O Chega capitalizou o descontentamento com a falta de respostas dos partidos do “arco do poder”, obtendo uma vitória “estrondosa” no Algarve nas eleições legislativas de domingo, considerou hoje um sociólogo da Universidade do Algarve (UAlg).
João Eduardo Martins, professor de Sociologia da Faculdade de Economia da UAlg, fez à agência Lusa uma primeira análise aos resultados eleitorais no distrito de Faro e considerou que, embora já se esperasse uma subida da representação do partido, “surpreendeu” a dimensão dessa subida, passando de terceira força em 2022 para o partido mais votado no Algarve.
“[A vitória do Chega] Parece evidenciar, na minha opinião, que o Chega acabou por catapultar a voz do descontentamento que existia aqui na região e que se manifestou desta forma neste ato eleitoral”, argumentou, sublinhando que é preciso uma análise mais detalhada aos dados eleitorais para perceber qual foi o peso do voto jovem neste eleição.
Segundo o sociólogo, apesar de já se esperar “um forte crescimento do Chega no Algarve”, assim como à escala nacional, a expressão eleitoral que teve “não deixa de ser uma surpresa”, representando uma “vitória estrondosa” do partido liderado por André Ventura na região, que obteve 27% dos votos e três dos nove deputados eleitos.
O Chega alcançou uma “vitória com uma expressão fortíssima” na região, superando o PS, segundo classificado, com 25% e três deputados, menos dois do que em 2022, e a AD, que ficou na terceira posição, também com três eleitos, com 22% dos votos.
Mas o que os resultados mostram é que há, considerou o docente da UAlg, “um enorme descontentamento social com os partidos do arco do poder”, como o PS e o PSD.
“Aqui no Algarve o PS tem dominado nos últimos anos e há uma série de expectativas de vida da população que não foram satisfeitas. A saúde degradou-se a um ponto quase inimaginável, com a falta de médicos nos hospitais, com a urgência de Pediatria a fechar semana sim, semana não, a funcionar em Portimão numa semana, a funcionar em Faro noutra semana, e a Obstetrícia a mesma coisa”, observou.
Além de um serviço de saúde “muito degradado”, os algarvios têm-se deparado com “falta de professores, falta de respostas na habitação, o aumento do custo de vida associado ao disparar da inflação, salários baixos, precariedade e desemprego associado ao principal setor da atividade que é o turismo e três crises económicas brutais desde o início do século XXI”, exemplificou ainda o professor universitário.

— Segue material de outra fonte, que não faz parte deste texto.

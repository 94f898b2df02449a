//! Maps the `adyen-ubo{n}-*` custom shop fields onto MarketPay shareholders

use std::collections::VecDeque;
use std::sync::Arc;
use tracing::debug;

use crate::models::adyen::{
    Address, DocumentData, Gender, GetAccountHolderResponse, Name, PersonalData, PhoneNumber, PhoneType,
    ShareholderContact,
};
use crate::models::mirakl::Shop;
use crate::repository::ShareholderMappingRepository;
use crate::services::address::{iso2_from_iso3, HouseNumberParser};

pub fn ubo_field(ubo_number: u32, suffix: &str) -> String {
    format!("adyen-ubo{}-{}", ubo_number, suffix)
}

/// Raw custom field values for one UBO slot
#[derive(Debug, Clone, Default, PartialEq)]
pub struct UboFields<'a> {
    pub civility: Option<&'a str>,
    pub firstname: Option<&'a str>,
    pub lastname: Option<&'a str>,
    pub email: Option<&'a str>,
    pub dob: Option<&'a str>,
    pub nationality: Option<&'a str>,
    pub idnumber: Option<&'a str>,
    pub housenumber: Option<&'a str>,
    pub streetname: Option<&'a str>,
    pub city: Option<&'a str>,
    pub zip: Option<&'a str>,
    pub country: Option<&'a str>,
    pub phonecountry: Option<&'a str>,
    pub phonetype: Option<&'a str>,
    pub phonenumber: Option<&'a str>,
}

/// Required identity of a UBO: first name, last name, email
pub struct UboIdentity<'a> {
    pub civility: &'a str,
    pub firstname: &'a str,
    pub lastname: &'a str,
    pub email: &'a str,
}

impl<'a> UboFields<'a> {
    pub fn read(shop: &'a Shop, ubo_number: u32) -> Self {
        let field = |suffix: &str| shop.additional_field(&ubo_field(ubo_number, suffix));
        Self {
            civility: field("civility"),
            firstname: field("firstname"),
            lastname: field("lastname"),
            email: field("email"),
            dob: field("dob"),
            nationality: field("nationality"),
            idnumber: field("idnumber"),
            housenumber: field("housenumber"),
            streetname: field("streetname"),
            city: field("city"),
            zip: field("zip"),
            country: field("country"),
            phonecountry: field("phonecountry"),
            phonetype: field("phonetype"),
            phonenumber: field("phonenumber"),
        }
    }

    pub fn identity(&self) -> Option<UboIdentity<'a>> {
        Some(UboIdentity {
            civility: self.civility?,
            firstname: self.firstname?,
            lastname: self.lastname?,
            email: self.email?,
        })
    }

    fn personal_data(&self) -> Option<PersonalData> {
        if self.dob.is_none() && self.nationality.is_none() && self.idnumber.is_none() {
            return None;
        }

        Some(PersonalData {
            date_of_birth: self.dob.map(|dob| dob.split('T').next().unwrap_or(dob).to_string()),
            nationality: self.nationality.map(str::to_string),
            document_data: self
                .idnumber
                .map(|number| {
                    vec![DocumentData {
                        document_type: "ID".to_string(),
                        number: number.to_string(),
                    }]
                })
                .unwrap_or_default(),
        })
    }

    fn address(&self, contact_country_iso3: Option<&str>, parser: &HouseNumberParser) -> Option<Address> {
        if self.housenumber.is_none()
            && self.streetname.is_none()
            && self.city.is_none()
            && self.zip.is_none()
            && self.country.is_none()
        {
            return None;
        }

        let (street, house_number) = match (self.streetname, self.housenumber) {
            (street, Some(number)) => (street.map(str::to_string), Some(number.to_string())),
            (Some(street), None) => {
                let country = contact_country_iso3.and_then(iso2_from_iso3).unwrap_or_default();
                let (street, number) = parser.split(country, street);
                (Some(street), number)
            }
            (None, None) => (None, None),
        };

        Some(Address {
            city: self.city.map(str::to_string),
            country: self.country.map(str::to_string),
            house_number_or_name: house_number,
            postal_code: self.zip.map(str::to_string),
            state_or_province: None,
            street,
        })
    }

    fn phone_number(&self) -> Option<PhoneNumber> {
        if self.phonecountry.is_none() && self.phonetype.is_none() && self.phonenumber.is_none() {
            return None;
        }

        Some(PhoneNumber {
            phone_country_code: self.phonecountry.map(str::to_string),
            phone_number: self.phonenumber.map(str::to_string),
            phone_type: self.phonetype.and_then(PhoneType::parse),
        })
    }
}

#[derive(Clone)]
pub struct UboService {
    max_ubos: u32,
    mappings: Arc<dyn ShareholderMappingRepository>,
    house_numbers: Arc<HouseNumberParser>,
}

impl UboService {
    pub fn new(
        max_ubos: u32,
        mappings: Arc<dyn ShareholderMappingRepository>,
        house_numbers: Arc<HouseNumberParser>,
    ) -> Self {
        Self {
            max_ubos,
            mappings,
            house_numbers,
        }
    }

    pub fn max_ubos(&self) -> u32 {
        self.max_ubos
    }

    /// Existing shareholder codes that no UBO slot has claimed yet, in holder order
    async fn unmapped_shareholder_codes(
        &self,
        existing: &GetAccountHolderResponse,
    ) -> Result<VecDeque<String>, sqlx::Error> {
        let mut codes = VecDeque::new();
        for shareholder in existing.account_holder_details.shareholders() {
            let Some(code) = shareholder.shareholder_code.as_deref() else {
                continue;
            };
            if self.mappings.find_by_shareholder_code(code).await?.is_none() {
                codes.push_back(code.to_string());
            }
        }
        Ok(codes)
    }

    pub async fn extract_ubos(
        &self,
        shop: &Shop,
        existing: Option<&GetAccountHolderResponse>,
    ) -> Result<Vec<ShareholderContact>, sqlx::Error> {
        let mut free_codes = match existing {
            Some(holder) => self.unmapped_shareholder_codes(holder).await?,
            None => VecDeque::new(),
        };

        let mut shareholders = Vec::new();
        for ubo_number in 1..=self.max_ubos {
            let fields = UboFields::read(shop, ubo_number);
            let Some(identity) = fields.identity() else {
                debug!(shop_id = %shop.id, ubo_number, "Skipping UBO without required fields");
                continue;
            };

            let shareholder_code = match self
                .mappings
                .find_by_shop_and_ubo(&shop.id, ubo_number as i32)
                .await?
            {
                Some(mapping) => Some(mapping.adyen_shareholder_code),
                None => free_codes.pop_front(),
            };

            shareholders.push(ShareholderContact {
                shareholder_code,
                name: Name {
                    first_name: identity.firstname.to_string(),
                    last_name: identity.lastname.to_string(),
                    gender: Gender::from_civility(identity.civility),
                },
                email: identity.email.to_string(),
                address: fields.address(shop.contact_information.country.as_deref(), &self.house_numbers),
                personal_data: fields.personal_data(),
                phone_number: fields.phone_number(),
            });
        }

        Ok(shareholders)
    }
}

#[cfg(test)]
pub(crate) mod tests {
    use super::*;
    use crate::config::default_house_number_patterns;
    use crate::models::adyen::{AccountHolderDetails, BusinessDetails};
    use crate::models::mirakl::AdditionalField;
    use crate::models::ShareholderMapping;
    use crate::repository::MockShareholderMappingRepository;
    use mockall::predicate::eq;
    use pretty_assertions::assert_eq;

    pub fn shop_with_fields(id: &str, fields: &[(&str, &str)]) -> Shop {
        let json = serde_json::json!({
            "shop_id": id,
            "contact_informations": {"country": "NLD", "email": "shop@example.com"},
            "shop_additional_fields": fields
                .iter()
                .map(|(code, value)| serde_json::json!({"code": code, "type": "STRING", "value": value}))
                .collect::<Vec<_>>()
        });
        serde_json::from_value(json).unwrap()
    }

    pub fn ubo_fields(n: u32, first: &str, last: &str, email: &str) -> Vec<(String, String)> {
        vec![
            (ubo_field(n, "civility"), "Mrs".to_string()),
            (ubo_field(n, "firstname"), first.to_string()),
            (ubo_field(n, "lastname"), last.to_string()),
            (ubo_field(n, "email"), email.to_string()),
        ]
    }

    fn as_refs(fields: &[(String, String)]) -> Vec<(&str, &str)> {
        fields.iter().map(|(c, v)| (c.as_str(), v.as_str())).collect()
    }

    fn service(mappings: MockShareholderMappingRepository) -> UboService {
        UboService::new(
            4,
            Arc::new(mappings),
            Arc::new(HouseNumberParser::new(&default_house_number_patterns()).unwrap()),
        )
    }

    fn holder_with_codes(codes: &[&str]) -> GetAccountHolderResponse {
        GetAccountHolderResponse {
            account_holder_code: Some("2012".to_string()),
            account_holder_details: AccountHolderDetails {
                business_details: Some(BusinessDetails {
                    shareholders: codes
                        .iter()
                        .map(|code| ShareholderContact {
                            shareholder_code: Some(code.to_string()),
                            name: Name::default(),
                            email: String::new(),
                            address: None,
                            personal_data: None,
                            phone_number: None,
                        })
                        .collect(),
                    ..Default::default()
                }),
                ..Default::default()
            },
            ..Default::default()
        }
    }

    #[tokio::test]
    async fn test_extract_full_ubo() {
        let mut fields = ubo_fields(1, "Anna", "de Vries", "anna@example.com");
        fields.extend(
            [
                ("dob", "1986-08-30T22:00:00Z"),
                ("nationality", "NL"),
                ("idnumber", "X123"),
                ("streetname", "Kosterpark 610b"),
                ("city", "Amsterdam"),
                ("zip", "1000AA"),
                ("country", "NL"),
                ("phonetype", "mobile"),
                ("phonenumber", "612345678"),
            ]
            .iter()
            .map(|(s, v)| (ubo_field(1, s), v.to_string())),
        );
        let shop = shop_with_fields("2012", &as_refs(&fields));

        let mut mappings = MockShareholderMappingRepository::new();
        mappings.expect_find_by_shop_and_ubo().returning(|_, _| Ok(None));

        let ubos = service(mappings).extract_ubos(&shop, None).await.unwrap();

        assert_eq!(ubos.len(), 1);
        let ubo = &ubos[0];
        assert_eq!(ubo.shareholder_code, None);
        assert_eq!(ubo.name.gender, Gender::Female);
        let personal = ubo.personal_data.as_ref().unwrap();
        assert_eq!(personal.date_of_birth.as_deref(), Some("1986-08-30"));
        assert_eq!(personal.document_data[0].document_type, "ID");
        let address = ubo.address.as_ref().unwrap();
        assert_eq!(address.street.as_deref(), Some("Kosterpark"));
        assert_eq!(address.house_number_or_name.as_deref(), Some("610b"));
        assert_eq!(
            ubo.phone_number.as_ref().unwrap().phone_type,
            Some(PhoneType::Mobile)
        );
    }

    #[tokio::test]
    async fn test_incomplete_ubo_is_skipped_and_optional_parts_absent() {
        let mut fields = ubo_fields(1, "Anna", "de Vries", "anna@example.com");
        fields.push((ubo_field(2, "firstname"), "Bob".to_string()));
        let shop = shop_with_fields("2012", &as_refs(&fields));

        let mut mappings = MockShareholderMappingRepository::new();
        mappings.expect_find_by_shop_and_ubo().returning(|_, _| Ok(None));

        let ubos = service(mappings).extract_ubos(&shop, None).await.unwrap();

        assert_eq!(ubos.len(), 1);
        assert!(ubos[0].address.is_none());
        assert!(ubos[0].personal_data.is_none());
        assert!(ubos[0].phone_number.is_none());
    }

    #[tokio::test]
    async fn test_shareholder_codes_from_mapping_then_unclaimed_existing() {
        let mut fields = ubo_fields(1, "Anna", "A", "a@example.com");
        fields.extend(ubo_fields(2, "Bea", "B", "b@example.com"));
        let shop = shop_with_fields("2012", &as_refs(&fields));

        let mut mappings = MockShareholderMappingRepository::new();
        mappings
            .expect_find_by_shop_and_ubo()
            .with(eq("2012"), eq(1))
            .returning(|_, _| {
                Ok(Some(ShareholderMapping {
                    id: 1,
                    mirakl_shop_id: "2012".to_string(),
                    mirakl_ubo_number: 1,
                    adyen_shareholder_code: "sh-1".to_string(),
                }))
            });
        mappings
            .expect_find_by_shop_and_ubo()
            .with(eq("2012"), eq(2))
            .returning(|_, _| Ok(None));
        mappings
            .expect_find_by_shareholder_code()
            .with(eq("sh-1"))
            .returning(|_| {
                Ok(Some(ShareholderMapping {
                    id: 1,
                    mirakl_shop_id: "2012".to_string(),
                    mirakl_ubo_number: 1,
                    adyen_shareholder_code: "sh-1".to_string(),
                }))
            });
        mappings
            .expect_find_by_shareholder_code()
            .with(eq("sh-2"))
            .returning(|_| Ok(None));

        let holder = holder_with_codes(&["sh-1", "sh-2"]);
        let ubos = service(mappings).extract_ubos(&shop, Some(&holder)).await.unwrap();

        assert_eq!(ubos[0].shareholder_code.as_deref(), Some("sh-1"));
        assert_eq!(ubos[1].shareholder_code.as_deref(), Some("sh-2"));
    }
}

A estes fatores juntou-se ainda, segundo João Eduardo Martins, “um certo autismo” do PS no Algarve, onde “não deu resposta às exigências das populações” em áreas como a Saúde ou as portagens da Via do Infante (A22).
“Há aqui um conjunto de insatisfações múltiplas que o Chega soube potencializar”, justificou, sublinhando que o partido liderado por André Ventura “substituiu os tradicionais partidos de protesto” como o BE e o PCP, que “deixaram de ocupar a rua no protesto” e “o Chega foi ocupando esse espaço”.
João Eduardo Martins considerou ainda que o PS acabou por ser penalizado como “grande partido de poder dos últimos anos” no Algarve.
“Nas últimas eleições, o mapa do Algarve estava todo pintado de cor-de-rosa e houve aqui um certo deslumbramento com o poder, no sentido de um certo nepotismo, inclusivamente, partidário, clientelar e até familiar. E isso também ajudou o Chega neste discurso de nós contra eles”, sustentou.
Esta situação permitiu ao Chega dizer que os restantes partidos “são sempre os mesmos, ocupam o poder há muitos anos, repartem o poder pelos seus e é preciso acabar com isso”, utilizando “um discurso antissistema”, que “é o discurso da extrema-direita à escala internacional”.
João Eduardo Martins destacou que o Chega, além de ganhar “todo o distrito”, ganha ainda em seis cidades – Olhão, Loulé, Albufeira, Lagoa, Silves e Portimão -, sendo que algumas delas são “das maiores cidades do Algarve”.